Semejante conflicto de derechos lleva a la necesidad de establecer prioridades. Las decisiones gubernamentales reflejan una priorización del derecho a la salud y a la vida que lamentablemente exige imponer ciertas restricciones a los otros derechos por el momento. Parece claro que las decisiones de los últimos días no responden a caprichos dirigenciales sino a criterios razonables, basados en información científica, que tienen como eje proteger ciertos derechos que en las condiciones actuales se encuentran amenazados.
Todo derecho implica obligaciones
Nos queda otra faceta por analizar. A pesar de que normalmente hagamos hincapié en los derechos, debemos advertir que estos siempre tienen como correlato obligaciones, tanto estatales como ciudadanas. Cuando reivindicamos o clamamos por el cumplimiento de un derecho le estamos exigiendo algo a alguien. Ese algo es una conducta y ese alguien es el Estado u otros ciudadanos. Si pedimos por nuestro derecho a expresarnos libremente estamos exigiendo que el Estado y nuestros compatriotas cumplan con su obligación de no censurarnos. Si pedimos por nuestro derecho a una vivienda digna estamos exigiendo que el Estado nos facilite el acceso. Y de cualquier forma, si esos derechos se ven vulnerados podemos acudir a la Justicia (que lógicamente también es parte del Estado) para que lo garantice.
De este modo, las obligaciones pueden ser tanto de hacer como de no hacer. Las primeras implican una conducta activa (por ejemplo, que el Estado garantice el acceso al sistema de salud para todos a través de la construcción de hospitales públicos). Las segundas, una conducta pasiva (si aprehendo a una persona caminando por la calle estoy interfiriendo indebidamente con su derecho a circular –es decir, debo omitir actuar de ese modo).
Si pasamos estas líneas en limpio nos encontramos con que todo derecho tiene como contracara el cumplimiento de ciertos deberes por parte de otros sujetos, distintos a su titular, como condición necesaria para que aquel se vea satisfecho. Vivimos enfatizando –con razón- los derechos; hoy, por las situación que atravesamos, quizá sea tiempo de enfatizar las obligaciones necesarias para que esos derechos se cumplan. Respetar la cuarentena y las medidas y recomendaciones que dispongan las autoridades es respetar el derecho a la salud de los demás.
Hay ciertas conductas que tenemos que seguir porque son obligatorias (aislamiento para algunas personas en determinados casos).

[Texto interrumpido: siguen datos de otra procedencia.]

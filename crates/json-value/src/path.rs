//! Structural addresses into a JSON document.

use std::fmt;

use crate::error::{check_range, contract, Error, Result};

/// One path step: an object member name or a textual array index.
#[derive(Debug, Clone, PartialEq, Eq, Hash, PartialOrd, Ord)]
pub struct Key(String);

impl Key {
    /// Creates a key from a member name or index text.
    pub fn new(key: impl Into<String>) -> Self {
        Key(key.into())
    }

    /// Creates the key addressing an array element.
    pub fn from_index(index: usize) -> Self {
        Key(index.to_string())
    }

    /// Returns the key text.
    pub fn as_str(&self) -> &str {
        &self.0
    }

    /// Whether the key is `0` or a run of digits without a leading zero.
    pub fn is_index(&self) -> bool {
        let bytes = self.0.as_bytes();
        if bytes.is_empty() {
            return false;
        }
        if bytes.len() > 1 && bytes[0] == b'0' {
            return false;
        }
        bytes.iter().all(u8::is_ascii_digit)
    }

    /// Parses the key back to an array index.
    ///
    /// # Panics
    ///
    /// Panics if the key is not an array index. Only call this on keys that
    /// came from array traversal.
    #[track_caller]
    pub fn index(&self) -> usize {
        contract(self.try_index())
    }

    /// Like [`Key::index`], returning [`Error::InvalidIndexKey`] instead of panicking.
    pub fn try_index(&self) -> Result<usize> {
        if !self.is_index() {
            return Err(Error::InvalidIndexKey(self.0.clone()));
        }
        self.0
            .parse()
            .map_err(|_| Error::InvalidIndexKey(self.0.clone()))
    }
}

impl fmt::Display for Key {
    fn fmt(&self, f: &mut fmt::Formatter<'_>) -> fmt::Result {
        f.write_str(&self.0)
    }
}

impl From<&str> for Key {
    fn from(key: &str) -> Self {
        Key(key.to_string())
    }
}

impl From<String> for Key {
    fn from(key: String) -> Self {
        Key(key)
    }
}

impl From<usize> for Key {
    fn from(index: usize) -> Self {
        Key::from_index(index)
    }
}

impl PartialEq<str> for Key {
    fn eq(&self, other: &str) -> bool {
        self.0 == other
    }
}

impl PartialEq<&str> for Key {
    fn eq(&self, other: &&str) -> bool {
        self.0 == *other
    }
}

/// Escapes a key for pointer-style display: `~` becomes `~0`, `/` becomes `~1`.
fn escape_component(component: &str) -> String {
    if !component.contains('/') && !component.contains('~') {
        return component.to_string();
    }
    component.replace('~', "~0").replace('/', "~1")
}

/// An immutable sequence of [`Key`]s; the empty path addresses the root.
///
/// # Example
///
/// ```
/// use json_value::Path;
///
/// let path = Path::new().append("x").append("y");
/// assert_eq!(path, Path::from(["x", "y"]));
/// assert_ne!(Path::from(["x"]), path);
/// assert_eq!(path.to_string(), "/x/y");
/// ```
#[derive(Debug, Clone, Default, PartialEq, Eq, Hash)]
pub struct Path(Vec<Key>);

impl Path {
    /// Creates the empty path, which addresses the root.
    pub fn new() -> Self {
        Path(Vec::new())
    }

    /// Returns the number of keys.
    pub fn len(&self) -> usize {
        self.0.len()
    }

    /// Whether this is the root path.
    pub fn is_empty(&self) -> bool {
        self.0.is_empty()
    }

    /// Returns the key at `index`.
    ///
    /// # Panics
    ///
    /// Panics unless `index < len`.
    #[track_caller]
    pub fn get(&self, index: usize) -> &Key {
        contract(self.try_get(index))
    }

    /// Like [`Path::get`], returning [`Error::IndexOutOfRange`] instead of panicking.
    pub fn try_get(&self, index: usize) -> Result<&Key> {
        self.0.get(index).ok_or(Error::IndexOutOfRange {
            index,
            len: self.0.len(),
        })
    }

    /// Returns a new path with `key` added at the end.
    #[must_use]
    pub fn append(&self, key: impl Into<Key>) -> Path {
        let mut keys = Vec::with_capacity(self.0.len() + 1);
        keys.extend_from_slice(&self.0);
        keys.push(key.into());
        Path(keys)
    }

    /// Returns the keys in `begin..end` as a new path.
    ///
    /// # Panics
    ///
    /// Panics unless `begin <= end <= len`.
    #[track_caller]
    #[must_use]
    pub fn slice(&self, begin: usize, end: usize) -> Path {
        contract(self.try_slice(begin, end))
    }

    /// Like [`Path::slice`], returning [`Error::InvalidArgument`] instead of panicking.
    pub fn try_slice(&self, begin: usize, end: usize) -> Result<Path> {
        check_range(begin, end, self.0.len())?;
        Ok(Path(self.0[begin..end].to_vec()))
    }

    /// Element-wise comparison; same as `==`.
    pub fn equals(&self, other: &Path) -> bool {
        self == other
    }

    /// The path without its last key, or `None` for the root.
    pub fn parent(&self) -> Option<Path> {
        let (_, init) = self.0.split_last()?;
        Some(Path(init.to_vec()))
    }

    /// Returns the last key, or `None` for the root.
    pub fn last(&self) -> Option<&Key> {
        self.0.last()
    }

    /// Whether `prefix` is a leading run of this path's keys.
    ///
    /// # Example
    ///
    /// ```
    /// use json_value::Path;
    ///
    /// let path = Path::from(["a", "b"]);
    /// assert!(path.starts_with(&Path::from(["a"])));
    /// assert!(!path.starts_with(&Path::from(["b"])));
    /// ```
    pub fn starts_with(&self, prefix: &Path) -> bool {
        self.0.starts_with(&prefix.0)
    }

    /// Iterates over the keys from the root down.
    pub fn iter(&self) -> std::slice::Iter<'_, Key> {
        self.0.iter()
    }

    /// Returns the keys as a slice.
    pub fn keys(&self) -> &[Key] {
        &self.0
    }

    pub(crate) fn push(&mut self, key: Key) {
        self.0.push(key);
    }

    pub(crate) fn pop(&mut self) {
        self.0.pop();
    }
}

impl fmt::Display for Path {
    /// Writes the path as an RFC 6901 pointer; the root is the empty string.
    fn fmt(&self, f: &mut fmt::Formatter<'_>) -> fmt::Result {
        for key in &self.0 {
            write!(f, "/{}", escape_component(key.as_str()))?;
        }
        Ok(())
    }
}

impl<K: Into<Key>> FromIterator<K> for Path {
    fn from_iter<I: IntoIterator<Item = K>>(iter: I) -> Self {
        Path(iter.into_iter().map(Into::into).collect())
    }
}

impl<K: Into<Key>> From<Vec<K>> for Path {
    fn from(keys: Vec<K>) -> Self {
        keys.into_iter().collect()
    }
}

impl<K: Into<Key>, const N: usize> From<[K; N]> for Path {
    fn from(keys: [K; N]) -> Self {
        keys.into_iter().collect()
    }
}

impl<'a> IntoIterator for &'a Path {
    type Item = &'a Key;
    type IntoIter = std::slice::Iter<'a, Key>;

    fn into_iter(self) -> Self::IntoIter {
        self.0.iter()
    }
}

Hay otras, emitidas en forma de recomendaciones (cierto grado de distanciamiento social, algunos hábitos de higiene), que no lo son y dependen mas bien de nuestra buena voluntad –en la medida de nuestras posibilidades- para ayudar a atenuar la circulación del virus. No debemos olvidar que, como en el caso de las vacunas, no es solo en nuestro propio interés sino que hay derechos de otras personas en juego.
*El autor es abogado (UNLP) y estudiante de Ciencia Política.
(1) La única observación que podríamos hacerle a esta tesis es el de la libertad de pensamiento.